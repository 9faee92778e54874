mod common;
use common::*;

use spectrovision_lib::acquisition::AcquisitionState;
use spectrovision_lib::calibration::LampTable;
use spectrovision_lib::constants::{SATURATED_INTEGRATION_US, TARGET_HIGH, TARGET_LOW};
use spectrovision_lib::{SensorFamily, Totals};

fn assert_all_close(values: &[f64], expected: f64, tolerance: f64) {
    for (i, v) in values.iter().enumerate() {
        assert!(
            (v - expected).abs() <= tolerance,
            "value {} at index {} differs from {}",
            v,
            i,
            expected
        );
    }
}

#[tokio::test(start_paused = true)]
async fn handshake_reads_identity_geometry_and_sets_integration() {
    let head = SimulatedHead::vis(Scene::Flat(5000));
    head.with(|s| {
        s.alias = Some("Greenhouse 3".to_string());
        s.hot_pixels = vec![400, 401];
    });
    let instrument = connect(&head).await;

    assert_eq!(instrument.name(), "Greenhouse 3");
    assert_eq!(instrument.family(), SensorFamily::Vis);
    assert_eq!(instrument.grid().len(), 481);
    assert_eq!(instrument.hot_pixels().len(), 2);
    assert!(instrument.irradiance_calibration().is_none());
    assert_eq!(head.with(|s| s.integration_us), 10_000);
    assert_eq!(instrument.state(), AcquisitionState::Idle);
    assert!(
        instrument
            .wavelength_table()
            .anchors()
            .iter()
            .all(|a| a.pixel != 400 && a.pixel != 401)
    );
}

#[tokio::test(start_paused = true)]
async fn handshake_discards_leftovers_from_a_previous_session() {
    let head = SimulatedHead::vis(Scene::Flat(5000));
    head.inject_stale(&[0x11; 256]);
    let instrument = connect(&head).await;
    assert_eq!(instrument.coefficients().0, VIS_COEFFICIENTS);
}

#[tokio::test(start_paused = true)]
async fn flat_vis_scan_in_counts() {
    let head = SimulatedHead::vis(Scene::Flat(5000));
    let mut instrument = connect(&head).await;
    instrument.apply_settings(manual(10_000)).await.unwrap();

    let spectrum = instrument.acquire(false).await.unwrap();

    assert_eq!(spectrum.values.len(), 481);
    assert_eq!(spectrum.integration_us, 10_000);
    assert_eq!(spectrum.totals, Totals::None);
    assert_all_close(&spectrum.values, 5000.0 - floor_offset(), 1e-6);

    let flat = spectrum.to_flat();
    assert_eq!(flat.len(), 482);
    assert_eq!(flat[481], 10_000.0);

    assert_eq!(instrument.state(), AcquisitionState::Ready);
    assert_eq!(instrument.last_spectrum(), Some(&spectrum));
    assert_eq!(instrument.last_temperature(), Some(HEAD_TEMPERATURE));
}

#[tokio::test(start_paused = true)]
async fn corrupted_scan_is_reported_and_not_stored() {
    let head = SimulatedHead::vis(Scene::Samples(vec![3000; 200]));
    let mut instrument = connect(&head).await;
    instrument.apply_settings(manual(10_000)).await.unwrap();

    let result = instrument.acquire(false).await;
    assert!(matches!(
        result,
        Err(SpectroError::DeviceCommunication(CommError::CorruptedScan { samples: 200, .. }))
    ));
    assert!(instrument.last_spectrum().is_none());
    assert_eq!(instrument.state(), AcquisitionState::Idle);

    head.set_scene(Scene::Flat(5000));
    assert!(instrument.acquire(false).await.is_ok());
}

#[tokio::test(start_paused = true)]
async fn auto_integration_brings_the_peak_into_the_target_band() {
    let head = SimulatedHead::vis(Scene::Proportional {
        floor: 1500,
        counts_per_us: 0.5,
    });
    let mut instrument = connect(&head).await;
    assert!(instrument.auto_integration());

    let spectrum = instrument.acquire(false).await.unwrap();

    let integration = instrument.integration_us();
    assert_eq!(head.with(|s| s.integration_us), integration);
    assert_eq!(spectrum.integration_us, integration);
    let peak = 1500.0 + 0.5 * f64::from(integration);
    assert!(
        peak >= f64::from(TARGET_LOW) && peak <= f64::from(TARGET_HIGH),
        "peak {} at {} µs is outside the target band",
        peak,
        integration
    );
    // the returned values come from the scan taken at the final integration time
    assert_all_close(&spectrum.values, peak.floor() - floor_offset(), 1e-6);
    // one trigger per adjustment plus the first scan
    assert!(head.count_requests(Opcode::GetSpectrum) <= 4);
}

#[tokio::test(start_paused = true)]
async fn saturated_scene_drops_to_the_saturation_integration() {
    let head = SimulatedHead::vis(Scene::Proportional {
        floor: 1500,
        counts_per_us: 10.0,
    });
    let mut instrument = connect(&head).await;

    instrument.acquire(false).await.unwrap();

    assert_eq!(instrument.integration_us(), SATURATED_INTEGRATION_US);
    assert_eq!(head.with(|s| s.integration_us), SATURATED_INTEGRATION_US);
}

#[tokio::test(start_paused = true)]
async fn manual_integration_is_never_adjusted() {
    let head = SimulatedHead::vis(Scene::Proportional {
        floor: 1500,
        counts_per_us: 0.5,
    });
    let mut instrument = connect(&head).await;
    instrument.apply_settings(manual(10_000)).await.unwrap();

    instrument.acquire(false).await.unwrap();

    assert_eq!(instrument.integration_us(), 10_000);
    assert_eq!(head.count_requests(Opcode::GetSpectrum), 1);
}

#[tokio::test(start_paused = true)]
async fn dark_reference_cancels_an_unchanged_scene() {
    let head = SimulatedHead::vis(Scene::Flat(2000));
    let mut instrument = connect(&head).await;
    instrument.apply_settings(manual(10_000)).await.unwrap();

    instrument.take_dark_reference().await.unwrap();
    assert!(instrument.references().has_dark());

    let spectrum = instrument.acquire(false).await.unwrap();
    assert_all_close(&spectrum.values, 0.0, 1e-9);

    instrument.clear_dark_reference();
    let spectrum = instrument.acquire(false).await.unwrap();
    assert_all_close(&spectrum.values, 2000.0 - floor_offset(), 1e-6);
}

#[tokio::test(start_paused = true)]
async fn dark_reference_scales_with_integration_time() {
    let head = SimulatedHead::vis(Scene::Flat(2000));
    let mut instrument = connect(&head).await;
    instrument.apply_settings(manual(10_000)).await.unwrap();
    instrument.take_dark_reference().await.unwrap();

    instrument.apply_settings(manual(20_000)).await.unwrap();
    let spectrum = instrument.acquire(false).await.unwrap();

    let dark = 2000.0 - floor_offset();
    assert_all_close(&spectrum.values, dark - 2.0 * dark, 1e-6);
}

#[tokio::test(start_paused = true)]
async fn reflectance_is_percent_of_the_white_standard() {
    let head = SimulatedHead::vis(Scene::Flat(1600));
    let mut instrument = connect(&head).await;
    let settings = AcquisitionSettings {
        plot_mode: PlotMode::ReflectanceTransmittance,
        ..manual(10_000)
    };
    instrument.apply_settings(settings).await.unwrap();

    instrument.take_dark_reference().await.unwrap();
    head.set_scene(Scene::Flat(9000));
    instrument.take_light_reference().await.unwrap();
    assert!(instrument.references().can_compute_reflectance());

    let white = instrument.acquire(true).await.unwrap();
    assert_all_close(&white.values, 100.0, 1e-9);

    head.set_scene(Scene::Flat(5300));
    let half = instrument.acquire(true).await.unwrap();
    assert_all_close(&half.values, 50.0, 1e-9);
    assert_eq!(half.totals, Totals::None);
}

#[tokio::test(start_paused = true)]
async fn reflectance_without_light_reference_falls_back_to_dark_subtraction() {
    let head = SimulatedHead::vis(Scene::Flat(1600));
    let mut instrument = connect(&head).await;
    instrument.apply_settings(manual(10_000)).await.unwrap();
    instrument.take_dark_reference().await.unwrap();

    head.set_scene(Scene::Flat(2600));
    let spectrum = instrument.acquire(true).await.unwrap();
    assert_all_close(&spectrum.values, 1000.0, 1e-6);
}

#[tokio::test(start_paused = true)]
async fn hot_pixels_are_stored_on_the_head_and_avoided() {
    let head = SimulatedHead::vis(Scene::Flat(5000));
    let mut instrument = connect(&head).await;

    instrument.add_hot_pixels(&[300, 301]).await.unwrap();
    assert_eq!(head.with(|s| s.hot_pixels.clone()), vec![300, 301]);
    assert!(
        instrument
            .wavelength_table()
            .anchors()
            .iter()
            .all(|a| a.pixel != 300 && a.pixel != 301)
    );

    assert!(matches!(
        instrument.add_hot_pixels(&[1024]).await,
        Err(SpectroError::InvalidSetting(_))
    ));

    // a fresh session picks the list up from the head
    let reconnected = connect(&head).await;
    assert_eq!(reconnected.hot_pixels(), instrument.hot_pixels());

    instrument.clear_hot_pixels().await.unwrap();
    assert!(head.with(|s| s.hot_pixels.is_empty()));
}

#[tokio::test(start_paused = true)]
async fn lamp_calibration_turns_counts_into_irradiance() {
    let head = SimulatedHead::vis(Scene::Flat(5000));
    let mut instrument = connect(&head).await;
    instrument.apply_settings(manual(10_000)).await.unwrap();

    let lamp = LampTable::parse("lamp output, W/m2/nm\n300 1.0\n1100 1.0\n").unwrap();
    let scan = instrument.take_calibration_scan().await.unwrap();
    instrument.calibrate_from_lamp(&lamp, &scan).await.unwrap();
    assert_eq!(head.with(|s| s.calibration.as_ref().map(Vec::len)), Some(482));

    let settings = AcquisitionSettings {
        plot_mode: PlotMode::EnergyFlux,
        ..manual(10_000)
    };
    instrument.apply_settings(settings).await.unwrap();
    let spectrum = instrument.acquire(false).await.unwrap();
    assert_all_close(&spectrum.values, 1.0, 1e-5);

    let Totals::Energy { total, fraction, red_far_red } = spectrum.totals else {
        panic!("expected energy totals, got {:?}", spectrum.totals);
    };
    assert!((total - 301.0).abs() < 1e-2);
    assert!((fraction - 101.0 / 301.0).abs() < 1e-6);
    assert!((red_far_red - 1.0).abs() < 1e-6);
    assert_eq!(spectrum.to_flat().len(), 481 + 1 + 3);

    // a longer exposure collects more counts for the same irradiance
    instrument.apply_settings(AcquisitionSettings {
        plot_mode: PlotMode::EnergyFlux,
        ..manual(20_000)
    })
    .await
    .unwrap();
    let spectrum = instrument.acquire(false).await.unwrap();
    assert_all_close(&spectrum.values, 0.5, 1e-5);

    let reconnected = connect(&head).await;
    assert!(reconnected.irradiance_calibration().is_some());

    instrument.clear_irradiance_calibration().await.unwrap();
    assert!(head.with(|s| s.calibration.is_none()));
}

#[tokio::test(start_paused = true)]
async fn photon_mode_reports_six_totals() {
    let head = SimulatedHead::vis(Scene::Flat(5000));
    let mut instrument = connect(&head).await;
    instrument.apply_settings(manual(10_000)).await.unwrap();
    let lamp = LampTable::parse("300 1.0\n1100 1.0\n").unwrap();
    let scan = instrument.take_calibration_scan().await.unwrap();
    instrument.calibrate_from_lamp(&lamp, &scan).await.unwrap();

    instrument
        .apply_settings(AcquisitionSettings {
            plot_mode: PlotMode::PhotonFlux,
            ..manual(10_000)
        })
        .await
        .unwrap();
    let spectrum = instrument.acquire(false).await.unwrap();

    assert!(matches!(spectrum.totals, Totals::Photon { .. }));
    assert_eq!(spectrum.to_flat().len(), 481 + 1 + 6);
    // µmol grows with wavelength at constant energy
    assert!(spectrum.values[480] > spectrum.values[0]);
}

#[tokio::test(start_paused = true)]
async fn settings_are_pushed_only_when_changed() {
    let head = SimulatedHead::vis(Scene::Flat(5000));
    let mut instrument = connect(&head).await;
    let before = head.count_requests(Opcode::SetIntegrationTime);

    instrument.apply_settings(manual(10_000)).await.unwrap();
    assert_eq!(head.count_requests(Opcode::SetIntegrationTime), before);

    instrument
        .apply_settings(AcquisitionSettings {
            scans_to_average: 4,
            ..manual(50_000)
        })
        .await
        .unwrap();
    assert_eq!(head.count_requests(Opcode::SetIntegrationTime), before + 1);
    assert_eq!(head.with(|s| s.scans_to_average), 4);
    assert_eq!(instrument.scans_to_average(), 4);

    let invalid = AcquisitionSettings {
        scans_to_average: 0,
        ..manual(50_000)
    };
    assert!(instrument.apply_settings(invalid).await.is_err());
    assert_eq!(instrument.scans_to_average(), 4);
}

#[tokio::test(start_paused = true)]
async fn alias_becomes_the_display_name() {
    let head = SimulatedHead::vis(Scene::Flat(5000));
    let mut instrument = connect(&head).await;
    let unnamed = instrument.name();

    instrument.set_alias("Roof").await.unwrap();
    assert_eq!(instrument.name(), "Roof");
    assert_eq!(head.with(|s| s.alias.clone()).as_deref(), Some("Roof"));

    instrument.set_alias("").await.unwrap();
    assert_eq!(instrument.name(), unnamed);
}

#[tokio::test(start_paused = true)]
async fn cancelled_acquisition_returns_none() {
    let head = SimulatedHead::vis(Scene::Flat(5000));
    let mut instrument = connect(&head).await;
    instrument.apply_settings(manual(500_000)).await.unwrap();

    let (stop_tx, mut stop) = tokio::sync::watch::channel(false);
    stop_tx.send(true).unwrap();
    assert!(instrument.acquire_until(false, &mut stop).await.unwrap().is_none());
    assert_eq!(instrument.state(), AcquisitionState::Idle);
    assert!(instrument.last_spectrum().is_none());
}

#[tokio::test(start_paused = true)]
async fn cancelled_scan_does_not_answer_later_requests() {
    let head = SimulatedHead::vis(Scene::Flat(5000));
    let mut instrument = connect(&head).await;
    instrument.apply_settings(manual(10_000)).await.unwrap();

    let (stop_tx, mut stop) = tokio::sync::watch::channel(false);
    stop_tx.send(true).unwrap();
    assert!(instrument.acquire_until(false, &mut stop).await.unwrap().is_none());
    assert!(head.with(|s| s.pending.is_empty()));

    assert_eq!(instrument.read_temperature().await.unwrap(), HEAD_TEMPERATURE);

    head.set_scene(Scene::Flat(6000));
    let spectrum = instrument.acquire(false).await.unwrap();
    assert_all_close(&spectrum.values, 6000.0 - floor_offset(), 1e-6);
    assert_eq!(instrument.state(), AcquisitionState::Ready);
}

#[tokio::test(start_paused = true)]
async fn reference_scans_run_to_completion() {
    let head = SimulatedHead::vis(Scene::Flat(5000));
    let mut instrument = connect(&head).await;
    instrument.apply_settings(manual(20_000)).await.unwrap();

    instrument.take_dark_reference().await.unwrap();
    let dark = instrument.references().dark.as_ref().unwrap();
    assert_eq!(dark.integration_us, 20_000);
    assert_eq!(head.count_requests(Opcode::GetSpectrum), 1);
}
* * * * * * * * *
__Task to complete__: Retype the records above, but only those lines that fall between the line containing "async fn alias_becomes_the_display_name()" and the line containing "async fn cancelled_scan_does_not_answer_later_requests()", with both of those lines included, exactly as written.

__Final answer__:
async fn alias_becomes_the_display_name() {
    let head = SimulatedHead::vis(Scene::Flat(5000));
    let mut instrument = connect(&head).await;
    let unnamed = instrument.name();

    instrument.set_alias("Roof").await.unwrap();
    assert_eq!(instrument.name(), "Roof");
    assert_eq!(head.with(|s| s.alias.clone()).as_deref(), Some("Roof"));

    instrument.set_alias("").await.unwrap();
    assert_eq!(instrument.name(), unnamed);
}

#[tokio::test(start_paused = true)]
async fn cancelled_acquisition_returns_none() {
    let head = SimulatedHead::vis(Scene::Flat(5000));
    let mut instrument = connect(&head).await;
    instrument.apply_settings(manual(500_000)).await.unwrap();

    let (stop_tx, mut stop) = tokio::sync::watch::channel(false);
    stop_tx.send(true).unwrap();
    assert!(instrument.acquire_until(false, &mut stop).await.unwrap().is_none());
    assert_eq!(instrument.state(), AcquisitionState::Idle);
    assert!(instrument.last_spectrum().is_none());
}

#[tokio::test(start_paused = true)]
async fn cancelled_scan_does_not_answer_later_requests() {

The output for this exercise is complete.